Jonas Creteur

‘Waarom bestaat er geen Parijs-Roubaix voor vrouwen?’

Jonas Creteur Sportredacteur bij Knack.

Zondag niet te zien in de Hel van het Noorden: koersende vrouwen. Hoe komt dat?

Al sinds 2004 bestaat hij, de Ronde van Vlaanderen voor dames. De Waalse Pijl Féminine werd zelfs al vijf jaar eerder geboren. En sinds het vrouwenwielrennen de laatste jaren steeds mondialer en populairder werd, kwamen daar ook damesversies van de Strade Bianche (sinds 2015) en van de Amstel Gold Race en Luik-Bastenaken-Luik (sinds 2017) bij.

Maar opvallend: géén Parijs-Roubaix, bij de mannen georganiseerd door ASO. Nochtans zet die wel de vrouwenkoers van La Doyenne en La Flèche Wallonne op poten, en ook La Course tijdens de Tour de France.

De almachtige ASO is dus niet tégen de dames. Maar vrouwen door de Hel van het Noorden sturen, dat is (voorlopig) geen optie.

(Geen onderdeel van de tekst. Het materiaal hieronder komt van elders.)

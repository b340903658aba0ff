//! Document events delivered to filters

use super::element::ElementId;

#[derive(Debug, Clone, PartialEq, Eq)]
pub enum HtmlEvent {
    StartDocument,
    EndDocument,
    StartElement(ElementId),
    EndElement(ElementId),
    Characters(String),
    IgnorableWhitespace(String),
    Comment(String),
    /// `<![CDATA[...]]>` block, contents only
    Cdata(String),
    /// IE conditional comment such as `[if IE]>...<![endif]`
    IeDirective(String),
    /// `<!DOCTYPE ...>` and similar, without the `<!` `>` delimiters
    Directive(String),
    /// End tag with no matching open element, written back as `</name>`
    StrayEndTag(String),
}

#[derive(Debug, Clone)]
pub(crate) struct QueuedEvent {
    pub(crate) event: HtmlEvent,
    pub(crate) line: u64,
}
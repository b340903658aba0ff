//! HTTP response caches consulted by the fetcher

pub mod file_cache;
pub mod http_cache;
pub mod lru_cache;

pub use file_cache::FileHttpCache;
pub use http_cache::{CacheEntry, CacheError, HttpCache};
pub use lru_cache::LruHttpCache;
//! URL manipulation utilities.
//!
//! Resolution of element-relative references against the document URL.

use anyhow::{Context, Result};
use url::Url;

/// Resolve a potentially relative URL against a base URL
///
/// The reference is joined as written; its query is not re-encoded.
pub fn resolve_url(base_url: &str, url: &str) -> Result<String> {
    let base = Url::parse(base_url).context("Invalid base URL")?;
    let resolved = base.join(url).context("Failed to resolve URL")?;
    Ok(resolved.to_string())
}

/// Check if a URL can be fetched by the bundled transports
#[must_use]
pub fn is_fetchable_url(url: &str) -> bool {
    if url.is_empty() {
        return false;
    }

    // Skip data URLs, javascript URLs, and other non-http schemes
    if url.starts_with("data:") || url.starts_with("javascript:") || url.starts_with("mailto:") {
        return false;
    }

    match Url::parse(url) {
        Ok(parsed) => matches!(parsed.scheme(), "http" | "https"),
        Err(_) => false,
    }
}
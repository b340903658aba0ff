//! Element and attribute types shared by the event source and filters

use serde::{Deserialize, Serialize};

/// Handle to an element in a document's element arena
///
/// Identity matters: two handles are equal only if they refer to the same
/// element, regardless of tag or attributes.
#[derive(Debug, Clone, Copy, PartialEq, Eq, Hash, PartialOrd, Ord)]
pub struct ElementId(pub(crate) usize);

/// How an attribute value was quoted in the source
#[derive(Debug, Clone, Copy, PartialEq, Eq, Serialize, Deserialize, Default)]
pub enum QuoteStyle {
    #[default]
    Double,
    Single,
    /// Bare attribute (`async`) or unquoted value
    None,
}

impl QuoteStyle {
    #[must_use]
    pub fn as_str(self) -> &'static str {
        match self {
            QuoteStyle::Double => "\"",
            QuoteStyle::Single => "'",
            QuoteStyle::None => "",
        }
    }
}

/// How an element was terminated in the source
#[derive(Debug, Clone, Copy, PartialEq, Eq)]
pub enum CloseStyle {
    /// `</tag>` present
    Explicit,
    /// `<tag/>`
    Brief,
    /// Void element, never has an end tag
    Implicit,
    /// Closed by an ancestor's end tag or end of document
    Unclosed,
}

#[derive(Debug, Clone, PartialEq, Eq)]
pub struct Attribute {
    pub name: String,
    pub value: String,
    pub quote: QuoteStyle,
}

impl Attribute {
    pub fn new(name: impl Into<String>, value: impl Into<String>, quote: QuoteStyle) -> Self {
        Self {
            name: name.into(),
            value: value.into(),
            quote,
        }
    }
}

#[derive(Debug, Clone)]
pub struct HtmlElement {
    pub(crate) tag: String,
    pub(crate) attributes: Vec<Attribute>,
    pub(crate) begin_line: u64,
    pub(crate) close_style: CloseStyle,
}

impl HtmlElement {
    pub(crate) fn new(tag: &str, begin_line: u64) -> Self {
        let tag = tag.to_ascii_lowercase();
        let close_style = if is_void_tag(&tag) {
            CloseStyle::Implicit
        } else {
            CloseStyle::Explicit
        };
        Self {
            tag,
            attributes: Vec::new(),
            begin_line,
            close_style,
        }
    }

    #[must_use]
    pub fn tag(&self) -> &str {
        &self.tag
    }

    #[must_use]
    pub fn attributes(&self) -> &[Attribute] {
        &self.attributes
    }

    #[must_use]
    pub fn begin_line(&self) -> u64 {
        self.begin_line
    }

    #[must_use]
    pub fn close_style(&self) -> CloseStyle {
        self.close_style
    }

    /// First attribute with the given (case-insensitive) name
    #[must_use]
    pub fn find_attribute(&self, name: &str) -> Option<&Attribute> {
        self.attributes
            .iter()
            .find(|attr| attr.name.eq_ignore_ascii_case(name))
    }

    #[must_use]
    pub fn find_attribute_mut(&mut self, name: &str) -> Option<&mut Attribute> {
        self.attributes
            .iter_mut()
            .find(|attr| attr.name.eq_ignore_ascii_case(name))
    }

    pub fn add_attribute(&mut self, attribute: Attribute) {
        self.attributes.push(attribute);
    }

    /// Render the start tag, e.g. `<img src="a.jpg">`
    #[must_use]
    pub fn start_tag_string(&self) -> String {
        let mut out = String::with_capacity(self.tag.len() + 2 + self.attributes.len() * 16);
        super::writer::write_start_tag(&mut out, self);
        out
    }
}

/// Elements that never have content or an end tag
#[must_use]
pub fn is_void_tag(tag: &str) -> bool {
    matches!(
        tag,
        "area"
            | "base"
            | "br"
            | "col"
            | "embed"
            | "hr"
            | "img"
            | "input"
            | "keygen"
            | "link"
            | "meta"
            | "param"
            | "source"
            | "track"
            | "wbr"
    )
}

/// Elements whose content is not markup and is written back verbatim
#[must_use]
pub fn is_raw_text_tag(tag: &str) -> bool {
    matches!(
        tag,
        "script" | "style" | "xmp" | "iframe" | "noembed" | "noframes" | "plaintext"
    )
}

/// Attributes whose presence alone carries their meaning, such as `async`
///
/// The tokenizer reports `alt=""` and a bare `alt` identically, so an empty
/// value is written bare only for these names and as `=""` otherwise.
#[must_use]
pub fn is_boolean_attribute(name: &str) -> bool {
    matches!(
        name,
        "allowfullscreen"
            | "async"
            | "autofocus"
            | "autoplay"
            | "checked"
            | "controls"
            | "default"
            | "defer"
            | "disabled"
            | "formnovalidate"
            | "hidden"
            | "inert"
            | "ismap"
            | "itemscope"
            | "loop"
            | "multiple"
            | "muted"
            | "nomodule"
            | "novalidate"
            | "open"
            | "playsinline"
            | "readonly"
            | "required"
            | "reversed"
            | "selected"
    )
}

Het argument? Volgens ASO is er geen peloton samen te stellen met genoeg (minstens 100) geïnteresseerde rensters die ook nog capabel genoeg zijn om over de kasseien te dokkeren. Want, zo klinkt het: het internationale damespeloton is veel kleiner dan bij de mannen, met toprensters die zowat alle grote koersen rijden (en winnen). Bij gebrek aan pure specialisten zoals bij de heren, waar er wel een opdeling bestaat tussen kasseirenners à la Greg Van Avermaet en Ardennencoureurs à la Alejandro Valverde.

Een vreemde redenering. In de Ronde van Vlaanderen – een enigszins vergelijkbare wedstrijd als Parijs-Roubaix – stonden vorige zondag toch 24 ploegen van zes rensters aan de start, in totaal 144. Van hen haalden er 74 de aankomst in Oudenaarde, of 51 procent, niet eens veel minder dan bij de mannen (59 procentfinishers, 104 op 174).

Dat er geen interesse zou zijn, is ook onzin. Kampioenes als Pauline Ferrand-Prevot, Jolien D’Hoore, Marianne Vos, Ellen van Dijk, Megan Guarnier en Anna van der Breggen (zondag nog winnares van de Ronde van Vlaanderen): allen gaven ze de voorbije jaren/maanden/weken al meerdere keren aan dat ze zéér graag over de kasseien willen vlammen. En ook eens in de legendarische velodroom van Roubaix willen aankomen. Het liefst een uur of twee voor de mannen, met het enthousiaste publiek op de banken.

Obstakel één volgens ASO: de juniorenversie van Parijs-Roubaix wordt ook zondag gereden, met finish op de piste, voorzien rond 14.15 uur. Maar is het dan zo’n groot probleem om die koers te vervroegen, desnoods tot in de voormiddag, en de damesaankomst in de vroege namiddag te programmeren?

Het parcours op zich kan geen probleem zijn, want dat van de junioren, en ook van een mogelijke vrouwenkoers, bestaat uit dezelfde laatste 111 kilometer als van de heren.

Maar, zo klinkt het bij ASO, drie koersen op een dag zou dan weer problemen opleveren met de passages van de tgv op de vele spoorwegovergangen op het parcours. Het tijdsschema van de mannen wordt zelfs afgesteld op die passages – soms wordt de start zelfs vervroegd (bij veel tegenwind) of verlaat (bij veel meewind).

Als dat zo’n onoverkomelijk probleem is: waarom de juniorenkoers dan niet verschuiven? Dames elite is toch een categorie hoger, en zij zouden ook op meer belangstelling van de sowieso aanwezige internationale wielerpers kunnen rekenen.

De juniorenrace zou bijvoorbeeld kunnen plaatsvinden samen met die van de beloften, op 27 mei, georganiseerd door Vélo Club Roubaix. Maar ook dat is volgens ASO logistiek moeilijk realiseerbaar: Vélo Club Roubaix heeft niet de middelen om twee koersen op dezelfde dag te organiseren, met extra politiemensen die dan ingeschakeld moeten worden, en wegen die langer gesloten moeten worden.

Drogredenen? Een gebrek aan goeie wil? (En vooral centen?) Misschien, al lijkt het een kwestie van tijd vooraleer ASO overstag zal gaan, gezien de alsmaar stijgende populariteit van het dameswielrennen.

En die vrouwen zijn heus wel dapper en hard genoeg om de kasseiduivels van de Hel te trotseren.